Extracted entries: Begin

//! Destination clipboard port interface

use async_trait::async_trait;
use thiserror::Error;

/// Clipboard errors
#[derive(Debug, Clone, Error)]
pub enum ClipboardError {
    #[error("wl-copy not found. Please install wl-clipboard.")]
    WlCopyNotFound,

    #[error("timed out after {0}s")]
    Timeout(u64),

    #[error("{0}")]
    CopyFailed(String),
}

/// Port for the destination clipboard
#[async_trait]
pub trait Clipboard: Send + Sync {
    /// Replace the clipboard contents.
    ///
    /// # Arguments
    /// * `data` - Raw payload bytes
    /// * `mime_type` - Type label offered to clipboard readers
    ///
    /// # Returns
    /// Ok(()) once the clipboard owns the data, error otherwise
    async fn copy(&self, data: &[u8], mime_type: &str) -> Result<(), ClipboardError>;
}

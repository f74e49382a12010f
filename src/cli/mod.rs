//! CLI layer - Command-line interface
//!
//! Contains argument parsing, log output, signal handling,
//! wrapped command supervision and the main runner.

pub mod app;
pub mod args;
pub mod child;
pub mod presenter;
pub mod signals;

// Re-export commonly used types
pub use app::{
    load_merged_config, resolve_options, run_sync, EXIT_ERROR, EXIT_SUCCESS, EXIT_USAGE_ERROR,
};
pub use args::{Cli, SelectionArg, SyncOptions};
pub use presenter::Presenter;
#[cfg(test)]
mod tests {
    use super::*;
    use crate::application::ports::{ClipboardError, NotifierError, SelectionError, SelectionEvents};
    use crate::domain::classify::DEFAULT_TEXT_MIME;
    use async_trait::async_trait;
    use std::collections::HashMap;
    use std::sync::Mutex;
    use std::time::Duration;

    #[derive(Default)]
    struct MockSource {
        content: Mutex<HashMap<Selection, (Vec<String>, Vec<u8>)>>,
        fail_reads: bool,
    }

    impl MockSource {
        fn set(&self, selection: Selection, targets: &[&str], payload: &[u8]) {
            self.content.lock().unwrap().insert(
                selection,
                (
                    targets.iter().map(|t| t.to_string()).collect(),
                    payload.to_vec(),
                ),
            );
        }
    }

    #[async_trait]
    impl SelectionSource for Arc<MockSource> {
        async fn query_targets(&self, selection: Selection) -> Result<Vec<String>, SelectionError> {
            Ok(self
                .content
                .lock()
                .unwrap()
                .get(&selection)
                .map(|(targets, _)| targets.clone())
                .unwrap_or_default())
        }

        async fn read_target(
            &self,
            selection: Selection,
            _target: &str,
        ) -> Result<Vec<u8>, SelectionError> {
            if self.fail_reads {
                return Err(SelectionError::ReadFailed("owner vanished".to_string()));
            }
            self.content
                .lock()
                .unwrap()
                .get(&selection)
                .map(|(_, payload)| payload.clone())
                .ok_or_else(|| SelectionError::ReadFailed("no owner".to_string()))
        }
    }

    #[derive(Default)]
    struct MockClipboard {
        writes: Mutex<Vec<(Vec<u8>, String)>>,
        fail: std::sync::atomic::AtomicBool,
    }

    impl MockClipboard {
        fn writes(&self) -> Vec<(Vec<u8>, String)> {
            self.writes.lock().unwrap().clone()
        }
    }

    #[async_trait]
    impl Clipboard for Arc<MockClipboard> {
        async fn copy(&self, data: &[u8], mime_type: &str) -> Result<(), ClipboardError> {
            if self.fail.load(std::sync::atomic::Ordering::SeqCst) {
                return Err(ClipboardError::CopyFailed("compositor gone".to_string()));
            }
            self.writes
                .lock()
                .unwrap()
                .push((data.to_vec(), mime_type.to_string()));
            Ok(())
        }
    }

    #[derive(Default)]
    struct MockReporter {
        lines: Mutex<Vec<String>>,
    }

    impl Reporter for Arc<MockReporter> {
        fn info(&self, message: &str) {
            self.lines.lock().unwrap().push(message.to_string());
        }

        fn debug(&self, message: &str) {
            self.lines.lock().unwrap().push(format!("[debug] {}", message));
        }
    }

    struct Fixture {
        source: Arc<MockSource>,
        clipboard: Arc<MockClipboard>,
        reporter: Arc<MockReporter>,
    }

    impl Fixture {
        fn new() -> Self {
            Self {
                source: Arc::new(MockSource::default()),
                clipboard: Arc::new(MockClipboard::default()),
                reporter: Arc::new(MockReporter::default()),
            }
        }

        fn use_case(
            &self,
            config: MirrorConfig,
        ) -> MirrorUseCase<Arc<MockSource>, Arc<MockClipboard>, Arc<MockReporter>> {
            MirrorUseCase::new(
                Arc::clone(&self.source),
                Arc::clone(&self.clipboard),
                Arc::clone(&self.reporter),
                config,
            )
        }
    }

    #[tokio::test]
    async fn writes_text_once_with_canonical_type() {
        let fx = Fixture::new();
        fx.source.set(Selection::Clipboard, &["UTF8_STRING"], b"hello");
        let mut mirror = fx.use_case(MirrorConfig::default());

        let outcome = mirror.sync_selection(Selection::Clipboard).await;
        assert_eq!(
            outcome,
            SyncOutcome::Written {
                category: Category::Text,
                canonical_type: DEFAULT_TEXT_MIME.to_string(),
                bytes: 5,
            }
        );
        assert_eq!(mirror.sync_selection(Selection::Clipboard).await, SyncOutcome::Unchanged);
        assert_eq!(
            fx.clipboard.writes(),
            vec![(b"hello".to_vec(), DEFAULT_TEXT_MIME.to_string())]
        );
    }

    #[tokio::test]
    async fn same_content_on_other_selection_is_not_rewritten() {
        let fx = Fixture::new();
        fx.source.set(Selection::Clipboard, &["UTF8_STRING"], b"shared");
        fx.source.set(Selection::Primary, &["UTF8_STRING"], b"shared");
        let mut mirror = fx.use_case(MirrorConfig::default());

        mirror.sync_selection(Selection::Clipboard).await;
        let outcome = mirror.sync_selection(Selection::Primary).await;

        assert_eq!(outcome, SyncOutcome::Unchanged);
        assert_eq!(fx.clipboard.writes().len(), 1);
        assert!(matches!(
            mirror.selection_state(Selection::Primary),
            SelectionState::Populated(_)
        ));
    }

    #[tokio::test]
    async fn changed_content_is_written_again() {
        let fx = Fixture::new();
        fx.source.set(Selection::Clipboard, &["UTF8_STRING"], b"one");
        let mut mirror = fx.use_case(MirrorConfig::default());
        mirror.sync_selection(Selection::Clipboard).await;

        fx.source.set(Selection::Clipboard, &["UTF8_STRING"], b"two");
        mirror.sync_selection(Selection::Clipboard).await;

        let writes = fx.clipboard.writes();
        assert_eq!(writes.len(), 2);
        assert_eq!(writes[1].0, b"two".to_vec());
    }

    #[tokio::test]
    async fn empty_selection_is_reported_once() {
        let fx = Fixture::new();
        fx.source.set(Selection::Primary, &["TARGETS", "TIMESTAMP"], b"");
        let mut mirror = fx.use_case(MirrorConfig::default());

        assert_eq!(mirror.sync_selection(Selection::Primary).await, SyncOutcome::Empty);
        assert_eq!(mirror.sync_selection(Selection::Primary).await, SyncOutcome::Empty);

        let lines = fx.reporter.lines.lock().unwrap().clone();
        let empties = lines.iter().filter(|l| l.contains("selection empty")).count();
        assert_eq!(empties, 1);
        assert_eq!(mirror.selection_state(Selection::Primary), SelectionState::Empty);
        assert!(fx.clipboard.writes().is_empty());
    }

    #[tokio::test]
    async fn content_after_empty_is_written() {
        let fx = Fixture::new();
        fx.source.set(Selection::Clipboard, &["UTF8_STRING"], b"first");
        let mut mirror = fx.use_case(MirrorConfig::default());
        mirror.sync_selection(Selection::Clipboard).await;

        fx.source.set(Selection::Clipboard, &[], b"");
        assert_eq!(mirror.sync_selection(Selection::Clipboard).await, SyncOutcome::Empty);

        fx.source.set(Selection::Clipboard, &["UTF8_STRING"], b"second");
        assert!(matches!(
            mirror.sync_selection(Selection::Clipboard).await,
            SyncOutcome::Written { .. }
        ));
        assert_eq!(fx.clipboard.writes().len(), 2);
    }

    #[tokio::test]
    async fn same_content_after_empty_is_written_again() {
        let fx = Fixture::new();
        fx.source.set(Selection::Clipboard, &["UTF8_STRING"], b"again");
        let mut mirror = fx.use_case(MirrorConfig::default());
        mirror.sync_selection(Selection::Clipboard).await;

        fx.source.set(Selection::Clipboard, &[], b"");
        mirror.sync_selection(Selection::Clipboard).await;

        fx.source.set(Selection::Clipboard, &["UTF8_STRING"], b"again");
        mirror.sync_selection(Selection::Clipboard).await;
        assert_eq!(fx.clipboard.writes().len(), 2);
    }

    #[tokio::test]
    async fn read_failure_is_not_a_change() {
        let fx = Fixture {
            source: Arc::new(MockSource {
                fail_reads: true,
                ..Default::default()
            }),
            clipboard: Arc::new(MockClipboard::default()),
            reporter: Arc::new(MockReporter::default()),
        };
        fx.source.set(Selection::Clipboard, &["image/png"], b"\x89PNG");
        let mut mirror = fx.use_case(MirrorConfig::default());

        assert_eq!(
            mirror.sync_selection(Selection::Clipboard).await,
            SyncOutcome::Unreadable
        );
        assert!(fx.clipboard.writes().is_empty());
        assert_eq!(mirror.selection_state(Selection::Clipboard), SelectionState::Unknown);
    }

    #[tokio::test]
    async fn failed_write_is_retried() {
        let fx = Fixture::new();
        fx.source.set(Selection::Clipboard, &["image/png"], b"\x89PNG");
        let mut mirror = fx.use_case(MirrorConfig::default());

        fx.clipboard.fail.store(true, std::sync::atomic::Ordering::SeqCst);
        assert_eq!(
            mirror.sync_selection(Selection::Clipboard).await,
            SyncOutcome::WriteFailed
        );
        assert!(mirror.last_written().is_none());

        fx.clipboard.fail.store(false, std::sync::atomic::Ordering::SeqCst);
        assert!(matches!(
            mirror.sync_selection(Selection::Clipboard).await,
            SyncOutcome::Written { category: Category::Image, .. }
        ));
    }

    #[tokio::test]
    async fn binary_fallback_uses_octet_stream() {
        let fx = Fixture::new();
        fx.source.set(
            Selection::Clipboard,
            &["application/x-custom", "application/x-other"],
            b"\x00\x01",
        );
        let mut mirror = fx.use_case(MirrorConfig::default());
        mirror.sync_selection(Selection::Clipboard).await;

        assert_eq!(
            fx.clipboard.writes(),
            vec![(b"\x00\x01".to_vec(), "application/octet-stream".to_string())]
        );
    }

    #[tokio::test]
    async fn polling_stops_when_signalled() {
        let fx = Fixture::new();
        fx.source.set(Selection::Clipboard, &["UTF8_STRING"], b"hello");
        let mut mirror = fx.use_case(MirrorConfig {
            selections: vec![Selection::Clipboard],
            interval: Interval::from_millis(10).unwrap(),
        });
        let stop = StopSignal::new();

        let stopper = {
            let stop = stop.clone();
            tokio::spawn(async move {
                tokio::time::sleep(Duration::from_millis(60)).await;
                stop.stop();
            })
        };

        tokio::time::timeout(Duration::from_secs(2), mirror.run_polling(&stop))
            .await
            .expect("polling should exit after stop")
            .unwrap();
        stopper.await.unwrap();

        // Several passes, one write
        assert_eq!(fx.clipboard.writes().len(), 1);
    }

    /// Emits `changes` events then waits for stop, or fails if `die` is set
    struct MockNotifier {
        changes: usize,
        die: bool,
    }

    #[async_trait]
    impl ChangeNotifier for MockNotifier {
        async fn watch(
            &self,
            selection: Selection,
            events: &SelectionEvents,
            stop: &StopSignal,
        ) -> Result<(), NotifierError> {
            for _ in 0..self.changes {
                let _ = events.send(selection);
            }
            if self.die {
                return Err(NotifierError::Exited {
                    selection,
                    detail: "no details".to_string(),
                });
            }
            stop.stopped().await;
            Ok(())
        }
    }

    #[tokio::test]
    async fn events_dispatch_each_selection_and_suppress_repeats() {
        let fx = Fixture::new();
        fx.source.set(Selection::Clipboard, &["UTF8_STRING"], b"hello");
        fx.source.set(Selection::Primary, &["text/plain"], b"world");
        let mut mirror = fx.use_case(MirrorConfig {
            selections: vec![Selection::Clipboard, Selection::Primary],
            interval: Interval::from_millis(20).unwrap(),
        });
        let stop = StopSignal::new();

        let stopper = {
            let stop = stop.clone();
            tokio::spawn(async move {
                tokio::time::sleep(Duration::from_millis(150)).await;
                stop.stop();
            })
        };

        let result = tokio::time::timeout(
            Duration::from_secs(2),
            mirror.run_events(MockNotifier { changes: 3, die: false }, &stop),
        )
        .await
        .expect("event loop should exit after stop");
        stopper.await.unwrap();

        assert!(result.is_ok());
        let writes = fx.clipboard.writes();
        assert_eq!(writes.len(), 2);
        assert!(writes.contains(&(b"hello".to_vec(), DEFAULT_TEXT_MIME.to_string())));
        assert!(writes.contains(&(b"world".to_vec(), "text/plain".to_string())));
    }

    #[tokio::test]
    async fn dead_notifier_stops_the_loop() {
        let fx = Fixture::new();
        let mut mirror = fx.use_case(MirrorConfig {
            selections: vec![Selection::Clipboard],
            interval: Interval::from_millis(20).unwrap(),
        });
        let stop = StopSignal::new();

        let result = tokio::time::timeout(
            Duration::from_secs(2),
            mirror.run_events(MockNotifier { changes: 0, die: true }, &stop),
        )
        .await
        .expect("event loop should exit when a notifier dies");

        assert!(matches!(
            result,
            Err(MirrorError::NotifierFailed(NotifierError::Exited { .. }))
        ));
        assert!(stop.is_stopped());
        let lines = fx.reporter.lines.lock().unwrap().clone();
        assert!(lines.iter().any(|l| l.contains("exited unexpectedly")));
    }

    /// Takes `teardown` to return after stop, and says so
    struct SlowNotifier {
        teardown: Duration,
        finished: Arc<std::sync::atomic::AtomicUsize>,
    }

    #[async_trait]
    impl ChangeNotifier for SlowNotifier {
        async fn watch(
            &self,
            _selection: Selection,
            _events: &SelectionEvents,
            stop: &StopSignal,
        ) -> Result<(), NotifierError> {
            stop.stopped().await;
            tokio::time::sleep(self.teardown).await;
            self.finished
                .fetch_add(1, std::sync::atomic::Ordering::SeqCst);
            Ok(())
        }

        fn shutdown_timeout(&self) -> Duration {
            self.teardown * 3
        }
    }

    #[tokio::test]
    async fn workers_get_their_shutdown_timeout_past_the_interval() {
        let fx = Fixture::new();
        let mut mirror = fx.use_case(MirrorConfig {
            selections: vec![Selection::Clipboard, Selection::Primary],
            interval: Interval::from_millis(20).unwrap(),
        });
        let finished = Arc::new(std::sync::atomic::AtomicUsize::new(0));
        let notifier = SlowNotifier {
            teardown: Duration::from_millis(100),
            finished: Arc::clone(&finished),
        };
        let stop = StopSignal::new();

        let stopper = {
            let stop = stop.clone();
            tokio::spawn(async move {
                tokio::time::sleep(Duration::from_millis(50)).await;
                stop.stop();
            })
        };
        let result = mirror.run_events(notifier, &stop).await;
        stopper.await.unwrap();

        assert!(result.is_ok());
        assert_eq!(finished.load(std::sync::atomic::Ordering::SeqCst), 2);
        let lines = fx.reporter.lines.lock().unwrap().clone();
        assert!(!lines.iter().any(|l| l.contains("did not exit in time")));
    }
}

Extracted entries: End

### Assignment
Find the lines above with the word "Duration". Copy them out.

### Exercise output
    use std::time::Duration;
                tokio::time::sleep(Duration::from_millis(60)).await;
        tokio::time::timeout(Duration::from_secs(2), mirror.run_polling(&stop))
                tokio::time::sleep(Duration::from_millis(150)).await;
            Duration::from_secs(2),
            Duration::from_secs(2),
        teardown: Duration,
        fn shutdown_timeout(&self) -> Duration {
            teardown: Duration::from_millis(100),
                tokio::time::sleep(Duration::from_millis(50)).await;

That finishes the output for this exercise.